Winter at Work in Bryce Canyon
March 15, 2017
Photographer: Ray Boren
Summary Author: Ray Boren
Bryce Canyon National Park’s spectacular rim-rock amphitheaters, and their weathered cliffs, hoodoos, niches and arches, are products of many natural forces and phenomena. Paramount among the sculptors at work in this fairyland on the edge of a high plateau (Bryce isn't really a canyon) are water — including snow and ice — and widely variable temperatures. This is called the freeze-and-thaw cycle, which results in frost wedging, and thus erosion.
This is beautifully obvious in winter, when the park’s red- and coral-themed architecture is blanketed and streaked by fresh snow, with a sprinkling of deep-green juniper trees, pinyon and ponderosa pines speckling the rims and distant vistas, as shown above in the top photo taken at Sunset Point (elevation: 8,000 ft/2438 m). The view is to the southeast. In the blue distance — about 80 mi (129 km) away — is the domed 10,348 ft (3154 m) summit of Navajo Mountain, a laccolithic peak with an igneous core that rose and pierced the sedimentary Colorado Plateau of what is today the Southwestern United States.
According to the National Park Service, frost wedging works like this: During fluctuating temperatures about 180 days a year, warming meltwater from snow and ice seeps into Bryce’s stacked and fractured rock. The stone is primarily Claron Formation limestone. Also known as the Pink Cliffs, these layers formed 35 million to 55 million years ago as a result of sedimentation in ancient lakes. When temperatures plunge, the water refreezes, expands, gradually fractures and erodes the rock. The national park’s signature hoodoos, or vertical columns, and its broken walls and even windows develop in the stone, as shown in a second photo, featuring Bryce’s lovely but misnamed Natural Bridge. It's technically an arch, not a bridge, which by definition has, or once had, a flowing stream beneath, helping to form it. Both photos were snapped on February 9, 2017.

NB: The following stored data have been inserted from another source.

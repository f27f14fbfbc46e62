//! LRN CUDA kernel launchers
//!
//! Every launcher queues work on `stream` and returns without synchronizing.
//! Buffers are contiguous f32 device pointers of the stated length.

use cudarc::driver::PushKernelArg;
use cudarc::driver::safe::{CudaContext, CudaStream};
use std::sync::Arc;

use super::loader::{
    checked_u32, elementwise_launch_config, get_kernel_function, get_or_load_module,
    kernel_names,
};
use crate::error::{Error, Result};
use crate::ops::ChannelGeometry;

/// Launch `lrn_window_sum_f32`: one thread per `(batch, position)` lane.
///
/// # Safety
///
/// - `input_ptr` and `output_ptr` must be valid device memory of `geom.numel()` f32
/// - the two buffers must not overlap
pub unsafe fn launch_lrn_window_sum(
    context: &Arc<CudaContext>,
    stream: &CudaStream,
    device_index: usize,
    input_ptr: u64,
    output_ptr: u64,
    geom: ChannelGeometry,
    n: usize,
) -> Result<()> {
    if geom.numel() == 0 {
        return Ok(());
    }
    let n = geom.clamp_width(n);
    let lanes = checked_u32("lanes", geom.lanes())?;
    let rdim = checked_u32("rdim", geom.rdim)?;
    let channels = checked_u32("channels", geom.channels)?;
    let width = checked_u32("n", n)?;
    // Inner index j runs to channels + n/2
    checked_u32("channels + n/2", geom.channels + n / 2)?;

    unsafe {
        let module = get_or_load_module(context, device_index, kernel_names::LRN_MODULE)?;
        let func = get_kernel_function(&module, "lrn_window_sum_f32")?;

        let cfg = elementwise_launch_config(lanes);
        log::trace!(
            "lrn_window_sum_f32: grid={:?} block={:?} lanes={} channels={} rdim={} n={}",
            cfg.grid_dim,
            cfg.block_dim,
            lanes,
            channels,
            rdim,
            width
        );

        let mut builder = stream.launch_builder(&func);
        builder.arg(&output_ptr);
        builder.arg(&input_ptr);
        builder.arg(&rdim);
        builder.arg(&channels);
        builder.arg(&width);
        builder.arg(&lanes);

        builder.launch(cfg).map_err(|e| {
            Error::Internal(format!("CUDA lrn_window_sum kernel launch failed: {:?}", e))
        })?;
    }

    Ok(())
}

/// Launch `lrn_square_f32`: `out = x * x`.
///
/// # Safety
///
/// `x_ptr` and `out_ptr` must be valid device memory of `len` f32.
pub unsafe fn launch_lrn_square(
    context: &Arc<CudaContext>,
    stream: &CudaStream,
    device_index: usize,
    x_ptr: u64,
    out_ptr: u64,
    len: usize,
) -> Result<()> {
    if len == 0 {
        return Ok(());
    }
    let n = checked_u32("len", len)?;

    unsafe {
        let module = get_or_load_module(context, device_index, kernel_names::LRN_MODULE)?;
        let func = get_kernel_function(&module, "lrn_square_f32")?;

        let cfg = elementwise_launch_config(n);
        log::trace!("lrn_square_f32: grid={:?} len={}", cfg.grid_dim, n);

        let mut builder = stream.launch_builder(&func);
        builder.arg(&out_ptr);
        builder.arg(&x_ptr);
        builder.arg(&n);

        builder.launch(cfg).map_err(|e| {
            Error::Internal(format!("CUDA lrn_square kernel launch failed: {:?}", e))
        })?;
    }

    Ok(())
}

/// Launch `lrn_forward_f32`.
///
/// `scale` holds the window sum of `x^2` on entry; on return it holds
/// `k + alpha * sum` and `y = x * scale^-beta`.
///
/// # Safety
///
/// All pointers must be valid device memory of `len` f32.
#[allow(clippy::too_many_arguments)]
pub unsafe fn launch_lrn_forward(
    context: &Arc<CudaContext>,
    stream: &CudaStream,
    device_index: usize,
    x_ptr: u64,
    scale_ptr: u64,
    y_ptr: u64,
    len: usize,
    k: f32,
    alpha: f32,
    beta: f32,
) -> Result<()> {
    if len == 0 {
        return Ok(());
    }
    let n = checked_u32("len", len)?;

    unsafe {
        let module = get_or_load_module(context, device_index, kernel_names::LRN_MODULE)?;
        let func = get_kernel_function(&module, "lrn_forward_f32")?;

        let cfg = elementwise_launch_config(n);
        log::trace!("lrn_forward_f32: grid={:?} len={}", cfg.grid_dim, n);

        let mut builder = stream.launch_builder(&func);
        builder.arg(&y_ptr);
        builder.arg(&scale_ptr);
        builder.arg(&x_ptr);
        builder.arg(&k);
        builder.arg(&alpha);
        builder.arg(&beta);
        builder.arg(&n);

        builder.launch(cfg).map_err(|e| {
            Error::Internal(format!("CUDA lrn_forward kernel launch failed: {:?}", e))
        })?;
    }

    Ok(())
}

/// Launch `lrn_backward_summand_f32`: `summand = y * gy / scale`.
///
/// # Safety
///
/// All pointers must be valid device memory of `len` f32.
#[allow(clippy::too_many_arguments)]
pub unsafe fn launch_lrn_backward_summand(
    context: &Arc<CudaContext>,
    stream: &CudaStream,
    device_index: usize,
    y_ptr: u64,
    gy_ptr: u64,
    scale_ptr: u64,
    summand_ptr: u64,
    len: usize,
) -> Result<()> {
    if len == 0 {
        return Ok(());
    }
    let n = checked_u32("len", len)?;

    unsafe {
        let module = get_or_load_module(context, device_index, kernel_names::LRN_MODULE)?;
        let func = get_kernel_function(&module, "lrn_backward_summand_f32")?;

        let cfg = elementwise_launch_config(n);
        log::trace!("lrn_backward_summand_f32: grid={:?} len={}", cfg.grid_dim, n);

        let mut builder = stream.launch_builder(&func);
        builder.arg(&summand_ptr);
        builder.arg(&scale_ptr);
        builder.arg(&y_ptr);
        builder.arg(&gy_ptr);
        builder.arg(&n);

        builder.launch(cfg).map_err(|e| {
            Error::Internal(format!(
                "CUDA lrn_backward_summand kernel launch failed: {:?}",
                e
            ))
        })?;
    }

    Ok(())
}

/// Launch `lrn_backward_f32`.
///
/// `gx` holds the window sum of the summand on entry and the input gradient
/// on return: `gx = scale^-beta * gy - coeff * x * gx`.
///
/// # Safety
///
/// All pointers must be valid device memory of `len` f32.
#[allow(clippy::too_many_arguments)]
pub unsafe fn launch_lrn_backward(
    context: &Arc<CudaContext>,
    stream: &CudaStream,
    device_index: usize,
    x_ptr: u64,
    gy_ptr: u64,
    scale_ptr: u64,
    gx_ptr: u64,
    len: usize,
    beta: f32,
    coeff: f32,
) -> Result<()> {
    if len == 0 {
        return Ok(());
    }
    let n = checked_u32("len", len)?;

    unsafe {
        let module = get_or_load_module(context, device_index, kernel_names::LRN_MODULE)?;
        let func = get_kernel_function(&module, "lrn_backward_f32")?;

        let cfg = elementwise_launch_config(n);
        log::trace!("lrn_backward_f32: grid={:?} len={}", cfg.grid_dim, n);

        let mut builder = stream.launch_builder(&func);
        builder.arg(&gx_ptr);
        builder.arg(&x_ptr);
        builder.arg(&gy_ptr);
        builder.arg(&scale_ptr);
        builder.arg(&beta);
        builder.arg(&coeff);
        builder.arg(&n);

        builder.launch(cfg).map_err(|e| {
            Error::Internal(format!("CUDA lrn_backward kernel launch failed: {:?}", e))
        })?;
    }

    Ok(())
}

Photo Details: Top - Camera Model: NIKON D3200; Lens: AF-S VR Zoom-Nikkor 70-300mm f/4.5-5.6G IF-ED; Focal Length: 70mm (35mm equivalent: 105mm); Aperture: ƒ/11.0; Exposure Time: 0.0020 s (1/500); ISO equiv: 360. Bottom - same except: Lens: Tokina AT-X 124 AF PRO DX II (AF 12-24mm f/4); Focal Length: 22mm (35mm equivalent: 33mm); ISO equiv: 400.